Java autoboxing rules

lkahtz picture lkahtz · Sep 24, 2012 · Viewed 8.6k times · Source

I am a java novice and so confused by the following example. Is it okay to think that "==" sign will compare the values between Integers and "autoboxed" Integers from int, and compare reference address between Integers?

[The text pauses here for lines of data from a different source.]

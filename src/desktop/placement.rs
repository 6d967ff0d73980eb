//! Initial layout metadata for freshly opened windows.
//!
//! Stateless: position depends only on how many windows are already open
//! (diagonal cascade with modulo wrap so the stagger never walks off
//! screen), and size/title/icon are fixed per application kind.

use crate::apps::AppKind;

use super::registry::{Point, Size};

pub const CASCADE_ORIGIN_X: i32 = 6;
pub const CASCADE_ORIGIN_Y: i32 = 2;
pub const CASCADE_STEP_X: i32 = 4;
pub const CASCADE_STEP_Y: i32 = 2;
pub const CASCADE_WRAP_X: i32 = 32;
pub const CASCADE_WRAP_Y: i32 = 12;

/// Where the next window opens, given the current open-window count.
pub fn cascade_origin(open_count: usize) -> Point {
    let n = open_count as i32;
    Point {
        x: CASCADE_ORIGIN_X + (n * CASCADE_STEP_X) % CASCADE_WRAP_X,
        y: CASCADE_ORIGIN_Y + (n * CASCADE_STEP_Y) % CASCADE_WRAP_Y,
    }
}

#[derive(Debug, Clone, Copy)]
pub struct AppMetadata {
    pub title: &'static str,
    pub icon: &'static str,
    pub size: Size,
}

/// Fixed per-kind display metadata and windowed size.
pub fn metadata(kind: AppKind) -> AppMetadata {
    let (title, icon, width, height) = match kind {
        AppKind::Terminal => ("Terminal", ">_", 64, 16),
        AppKind::FileExplorer => ("File Explorer", "▤", 66, 18),
        AppKind::Browser => ("Web Browser", "●", 72, 20),
        AppKind::Breach => ("SYSTEM BREACH - Data Extraction", ">_", 68, 18),
        AppKind::Sniffer => ("Packet Sniffer", "∿", 72, 20),
        AppKind::PortScan => ("Port Scanner", "⌖", 66, 18),
        AppKind::CodeEditor => ("Code Editor", "≔", 72, 20),
        AppKind::Notes => ("Notes", "≡", 60, 16),
        AppKind::Calculator => ("Calculator", "±", 26, 14),
        AppKind::PdfViewer => ("PDF Viewer", "□", 64, 20),
        AppKind::Vpn => ("Secure VPN", "◈", 48, 15),
        AppKind::Settings => ("Settings", "✦", 60, 18),
    };
    AppMetadata {
        title,
        icon,
        size: Size { width, height },
    }
}

#[cfg(test)]
mod tests {
    use super::*;

    #[test]
    fn successive_windows_cascade_to_distinct_spots() {
        let a = cascade_origin(0);
        let b = cascade_origin(1);
        let c = cascade_origin(2);
        assert_ne!(a, b);
        assert_ne!(b, c);
        assert_ne!(a, c);
    }

    #[test]
    fn cascade_wraps_instead_of_drifting() {
        for n in 0..200 {
            let p = cascade_origin(n);
            assert!(p.x < CASCADE_ORIGIN_X + CASCADE_WRAP_X);
            assert!(p.y < CASCADE_ORIGIN_Y + CASCADE_WRAP_Y);
            assert!(p.x >= CASCADE_ORIGIN_X);
            assert!(p.y >= CASCADE_ORIGIN_Y);
        }
    }

    #[test]
    fn calculator_is_narrower_than_browser() {
        assert!(metadata(AppKind::Calculator).size.width < metadata(AppKind::Browser).size.width);
    }

    #[test]
    fn breach_window_carries_themed_title() {
        assert!(metadata(AppKind::Breach).title.starts_with("SYSTEM BREACH"));
        // same hosted content family, same icon
        assert_eq!(
            metadata(AppKind::Breach).icon,
            metadata(AppKind::Terminal).icon
        );
    }
}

What about doubles and 0/0?

import edu.princeton.cs.introcs.*;

public class Autoboxing {

    public static void cmp(Integer first, Integer second) {
        if (first < second)
            StdOut.printf("%d < %d\n", first, second);
        else if (first == second)
            StdOut.printf("%d == %d\n", first, second);
        else if (first > second)
            StdOut.printf("%d > %d\n", first, second);
        else
            StdOut.printf("%d and %d are incomparable\n", first, second);
    }

    public static void main(String[] args) {
        cmp(new Integer(42), 43);
        cmp(new Integer(42), new Integer(42));
        cmp(43, 43);
        cmp(142, 142);

        Integer a0 = 1000;
        int b0 = 1000;
        Integer c0 = 1000;
        StdOut.println("a0==b0?" + (a0==b0));
        StdOut.println("a0==c0?" + (a0==c0));
        StdOut.println("b0==c0?" + (b0==c0));

        double x1 = 0.0, y1 = -0.0;
        Double a1 = x1, b1 = y1;
        StdOut.println(x1 == y1);
        StdOut.println(a1.equals(b1));

        double x2 = 0.0/0.0, y2 = 0.0/0.0;
        Double a2 = x2, b2 = y2;
        StdOut.println(x2 != y2);
        StdOut.println(!a2.equals(b2));
    }

}

The result is:

42 < 43
42 and 42 are incomparable
43 == 43
142 and 142 are incomparable
=====
a0==b0?true
a0==c0?false
b0==c0?true
=====
true
false
=====
true
false

Answer

lichengwu picture lichengwu · Sep 24, 2012

Unboxing will be happing when arithmetic operators, comparison operators appear.

eg:

Integer a = 10;
a = a+10; //1.unboxing a to int 2.calculate a+10 3.boxing 20 to Integer.
System.out.print(a > 10); //1.unboxing a to int 2. compare

But when == appear, it depends.

If boxing type appear on both side, it will compare the reference.But if base type appear on one side, and the other side is a boxing type, the boxing type will unboxing to base type.

eg:

Integer a = new Integer(129);
Integer b = new Integer(129);
System.out.println(a == b); // compare reference return false
System.out.println(a == 129); // a will unboxing and compare 129 == 129 return true

PS: In Java.lang.Integer Cache to support the object identity semantics of autoboxing for values between -128 and 127 (inclusive) as required by JLS. See source code

So:

Integer a = 127;
Integer b = 127; //cached, the same as b a==b return ture

Integer c = 129;
Integer d = 129; // not cached, c==d return false